An exhibition opening at Brooksbank School in Elland on January 20 is showcasing both the work of talented sixth form students and two of Yorkshire’s celebrated professional artists – David Blackburn, who was recently named in the Queen’s New Year’s Honours List, and figurative painter Jake Attree.
The unique collaboration has come about following a ‘work-in-progress’ project between Attree, leading London gallery Messum’s and the school’s art department.
Entitled The Elemental North, the exhibition at Brooksbank – open until January 31 – will be held simultaneously with a show of the same name in Messum’s, which has curated a selection of Huddersfield-born Blackburn’s pastels and Calderdale-based Attree’s oil paintings.
Brooksbank headteacher Kevin McCallion says that despite national drives in education to promote science and technology above the arts, the school remains committed to promoting and expanding its arts programmes.
More than an exhibition, this show will also give students the chance to experience every facet involved in promoting and selling art.
In a foreword to the Brooksbank exhibition he writes: “In our experience the arts produce confident, self-disciplined, creative, flexible and innovative youngsters who work well in teams and are able to express their ideas using a wide range of strategies: exactly the sort of people with whom employers tell us they would eagerly engage.”
Both exhibitions celebrate the influence of Yorkshire’s landscapes on art. Blackburn’s abstract, atmospheric works contrast with Attree’s representational paintings.
The Elland show, however, also features student work on a variety of themes and in different media, including photography, and highlights the creative activity in the school’s new arthaus centre for sixth form arts.

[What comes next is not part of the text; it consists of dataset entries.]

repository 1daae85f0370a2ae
//! Downloadable model presets.

use serde::{Deserialize, Serialize};
use std::fmt;

/// Which model directory a download lands in on the backend.
#[derive(Debug, Clone, Copy, PartialEq, Eq, Default, Serialize, Deserialize)]
#[serde(rename_all = "lowercase")]
pub enum ModelType {
    /// GGUF language model, saved with a `.gguf` extension.
    #[default]
    Llm,
    /// Stable Diffusion checkpoint, saved with a `.safetensors` extension.
    Sd,
}

impl fmt::Display for ModelType {
    fn fmt(&self, f: &mut fmt::Formatter<'_>) -> fmt::Result {
        f.write_str(match self {
            ModelType::Llm => "llm",
            ModelType::Sd => "sd",
        })
    }
}

/// A curated model with a known download URL.
#[derive(Debug, Clone, Copy, PartialEq, Eq)]
pub struct PresetModel {
    pub group: &'static str,
    pub name: &'static str,
    pub url: &'static str,
    pub filename: &'static str,
}

pub const PRESET_MODELS: &[PresetModel] = &[
    PresetModel {
        group: "Medium models",
        name: "Llama 3.1 8B",
        url: "https://huggingface.co/bartowski/Meta-Llama-3.1-8B-Instruct-GGUF/resolve/main/Meta-Llama-3.1-8B-Instruct-Q4_K_M.gguf?download=true",
        filename: "llama3.1-8b",
    },
    PresetModel {
        group: "Medium models",
        name: "Qwen 2.5 7B",
        url: "https://huggingface.co/lmstudio-community/Qwen2.5-7B-Instruct-GGUF/resolve/main/Qwen2.5-7B-Instruct-Q4_K_M.gguf?download=true",
        filename: "qwen2.5-7b",
    },
    PresetModel {
        group: "Medium models",
        name: "DeepSeek R1 Distill Llama 8B",
        url: "https://huggingface.co/lmstudio-community/DeepSeek-R1-Distill-Llama-8B-GGUF/resolve/main/DeepSeek-R1-Distill-Llama-8B-Q4_K_M.gguf?download=true",
        filename: "deepseek-r1-distill-llama-8b",
    },
    PresetModel {
        group: "Medium models",
        name: "Gemma 2 9B it",
        url: "https://huggingface.co/bartowski/gemma-2-9b-it-GGUF/resolve/main/gemma-2-9b-it-Q4_K_M.gguf?download=true",
        filename: "gemma2-9b-it",
    },
    PresetModel {
        group: "Small models",
        name: "Llama 3.2 3B",
        url: "https://huggingface.co/hugging-quants/Llama-3.2-3B-Instruct-Q4_K_M-GGUF/resolve/main/llama-3.2-3b-instruct-q4_k_m.gguf",
        filename: "llama3.2-3b",
    },
    PresetModel {
        group: "Small models",
        name: "Qwen 2.5 3B",
        url: "https://huggingface.co/Qwen/Qwen2.5-3B-Instruct-GGUF/resolve/main/qwen2.5-3b-instruct-q4_k_m.gguf?download=true",
        filename: "qwen2.5-3b",
    },
    PresetModel {
        group: "Tiny models",
        name: "Llama 3.2 1B",
        url: "https://huggingface.co/hugging-quants/Llama-3.2-1B-Instruct-Q4_K_M-GGUF/resolve/main/llama-3.2-1b-instruct-q4_k_m.gguf",
        filename: "llama3.2-1b",
    },
    PresetModel {
        group: "Tiny models",
        name: "Qwen 2 0.5B",
        url: "https://huggingface.co/Qwen/Qwen2-0.5B-Instruct-GGUF/resolve/main/qwen2-0_5b-instruct-q4_k_m.gguf?download=true",
        filename: "qwen2-0.5b",
    },
];

/// Looks up a preset by its display name.
pub fn find_preset(name: &str) -> Option<&'static PresetModel> {
    PRESET_MODELS.iter().find(|p| p.name == name)
}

Attree, who has a studio in Dean Clough, Halifax, has spent the past six months producing a large-scale quadriptych image of Brooksbank. The work, commissioned by the school, is a substantial 8ft by 12ft and is now hanging in the arthaus.

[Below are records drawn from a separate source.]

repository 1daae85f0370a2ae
//! Start, list and stop LLM instances on the external port pool.

use velesio_console::{ConsoleClient, ConsoleResult, InstanceForm};

#[tokio::main]
async fn main() -> ConsoleResult<()> {
    dotenvy::dotenv().ok();
    let base_url = std::env::var("VELESIO_API_URL")
        .unwrap_or_else(|_| velesio_console::config::DEFAULT_BASE_URL.to_string());

    let client = ConsoleClient::builder()
        .base_url(base_url)
        .accept_invalid_certs(true)
        .build()?;

    let registry = client.dashboard().instances().clone();
    registry.refresh().await;
    registry.refresh_models().await;

    let models = registry.models().await;
    println!("Models on the box: {:?}", models);

    for (port, instance) in registry.instances().await {
        println!(
            "Port {}: {} (pid {:?})",
            port, instance.config.model, instance.pid
        );
    }

    let free = registry.free_ports().await;
    let (Some(model), Some(port)) = (models.first(), free.first()) else {
        println!("Nothing to start: no model or no free port");
        return Ok(());
    };

    registry
        .set_form(InstanceForm {
            model: model.clone(),
            external_port: port.get(),
            ..InstanceForm::default()
        })
        .await;
    registry.start().await?;
    println!("Started {} on port {}", model, port);

    // Read the instance log once, then stop it again.
    registry.toggle_logs(port.get()).await?;
    if let Some(viewer) = registry.log_viewer().await {
        viewer.refresh().await;
        println!("{}", viewer.text().await);
    }

    registry.stop(port.get()).await?;
    println!("Stopped port {}", port);

    Ok(())
}
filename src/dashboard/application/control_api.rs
//! The typed surface of the backend's `/api` routes.
//!
//! Panels talk to the backend only through this trait so that tests can
//! substitute a mock and count calls.

use crate::{
    ConsoleResult,
    core::domain::model::{
        ip_lists::{IpListsResponse, ServiceKind},
        llm_instance::RunningInstances,
        log_source::LogSource,
        server_stats::ServerStats,
    },
    dashboard::application::{
        request::{
            access_request::{UpdateAllowedIpsRequest, UpdateIpListRequest},
            download_request::DownloadModelRequest,
            instance_request::{StartInstanceRequest, StopInstanceRequest},
            server_request::StartServerRequest,
        },
        response::action_reply::ActionReply,
    },
};
use async_trait::async_trait;

#[cfg_attr(test, mockall::automock)]
#[async_trait]
pub trait ControlApi: Send + Sync {
    /// `GET /stats/`
    async fn stats(&self) -> ConsoleResult<ServerStats>;

    /// `GET /logs/`, `/sd-logs/` or `/llm-logs/?external_port=N` as raw text.
    async fn logs(&self, source: LogSource) -> ConsoleResult<String>;

    /// `POST /start-server/`
    async fn start_server(&self, request: StartServerRequest) -> ConsoleResult<ActionReply>;

    /// `POST /stop-server/`
    async fn stop_server(&self) -> ConsoleResult<ActionReply>;

    /// `POST /start-stable-diffusion/`
    async fn start_stable_diffusion(&self) -> ConsoleResult<ActionReply>;

    /// `POST /stop-stable-diffusion/`
    async fn stop_stable_diffusion(&self) -> ConsoleResult<ActionReply>;

    /// `GET /check-sd-webui/`
    async fn sd_webui_available(&self) -> ConsoleResult<bool>;

    /// `POST /start-llm-instance/`
    async fn start_llm_instance(
        &self,
        request: StartInstanceRequest,
    ) -> ConsoleResult<ActionReply>;

    /// `POST /stop-llm-instance/`
    async fn stop_llm_instance(&self, request: StopInstanceRequest)
    -> ConsoleResult<ActionReply>;

    /// `GET /list-llm-instances/`
    async fn list_llm_instances(&self) -> ConsoleResult<RunningInstances>;

    /// `GET /list-models/`
    async fn list_models(&self) -> ConsoleResult<Vec<String>>;

    /// `POST /download-model/`
    async fn download_model(&self, request: DownloadModelRequest) -> ConsoleResult<ActionReply>;

    /// `GET /allowlist/`
    async fn ip_lists(&self) -> ConsoleResult<IpListsResponse>;

    /// `POST /update-allowlist/` or `/update-blocklist/`
    async fn update_ip_list(&self, request: UpdateIpListRequest) -> ConsoleResult<ActionReply>;

    /// `GET /get-allowed-ips/?service=S` as raw text.
    async fn allowed_ips(&self, service: ServiceKind) -> ConsoleResult<String>;

    /// `POST /update-allowed-ips/`
    async fn update_allowed_ips(
        &self,
        request: UpdateAllowedIpsRequest,
    ) -> ConsoleResult<ActionReply>;

    /// `POST /restart-nginx/`
    async fn restart_proxy(&self) -> ConsoleResult<ActionReply>;
}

The project arose from a visit to Messum’s in London by Brooksbrank head Mr McCallion, who saw an opportunity to engage students with the world of fine art.

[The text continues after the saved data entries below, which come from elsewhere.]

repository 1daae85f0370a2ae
use crate::core::domain::model::ip_lists::{ListKind, ServiceKind};
use serde::Serialize;
use serde::ser::{SerializeMap, Serializer};

/// Body of `/update-allowlist/` or `/update-blocklist/`.
///
/// Serializes as a single-key object whose key depends on the list kind.
#[derive(Debug, Clone, PartialEq, Eq)]
pub struct UpdateIpListRequest {
    pub kind: ListKind,
    pub value: String,
}

impl Serialize for UpdateIpListRequest {
    fn serialize<S>(&self, serializer: S) -> Result<S::Ok, S::Error>
    where
        S: Serializer,
    {
        let mut map = serializer.serialize_map(Some(1))?;
        map.serialize_entry(self.kind.payload_key(), &self.value)?;
        map.end()
    }
}

/// Body of `/update-allowed-ips/`.
#[derive(Debug, Clone, PartialEq, Eq, Serialize)]
pub struct UpdateAllowedIpsRequest {
    pub service: ServiceKind,
    pub content: String,
}
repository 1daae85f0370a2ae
pub mod application;
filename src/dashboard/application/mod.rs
pub mod control_api;
pub mod request;
pub mod response;
pub mod service;
mod api_base_url;
mod external_port;
mod ipv4_address;
pub(crate) mod serde_helpers;

pub use api_base_url::ApiBaseUrl;
pub use external_port::{AVAILABLE_EXTERNAL_PORTS, ExternalPort};
pub use ipv4_address::Ipv4Address;

// Re-export validation functions for internal use
pub(crate) use api_base_url::validate_url;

Not only were the school’s young artists given the opportunity to watch a professional artist at work, but they were also involved in setting up the current exhibition and will be able to sell their work.
Attree says he was bowled over by his time in the school: “There’s an awful lot of bad news around at the moment, but this is a good news story. There are some wonderful young people in our schools. They were polite, interested and very talented. We can be hopeful for the future.”
He approves of the school’s ethos in teaching drawing as a fundamental skill, and says: “For me, drawing is the grammar of visual language; it is the way I explain the world to myself. It is both an obsession and a compulsion. We have been drawing – or something very like it – since the time of the cave paintings at Lascaux and Altamira. Drawing, like all creative activity, is not an entertainment or pastime, but rather something fundamental to our psychic health as a species.”
Among the sixth formers showing is former Year 13 student Hannah Kelly, who has also had her work chosen for the National Students’ Art Exhibition in the Mall Galleries, London. She found inspiration in watching Jake at work developing his painting of the school.
Works in The Elemental North can be viewed in the Brooksbank arthaus.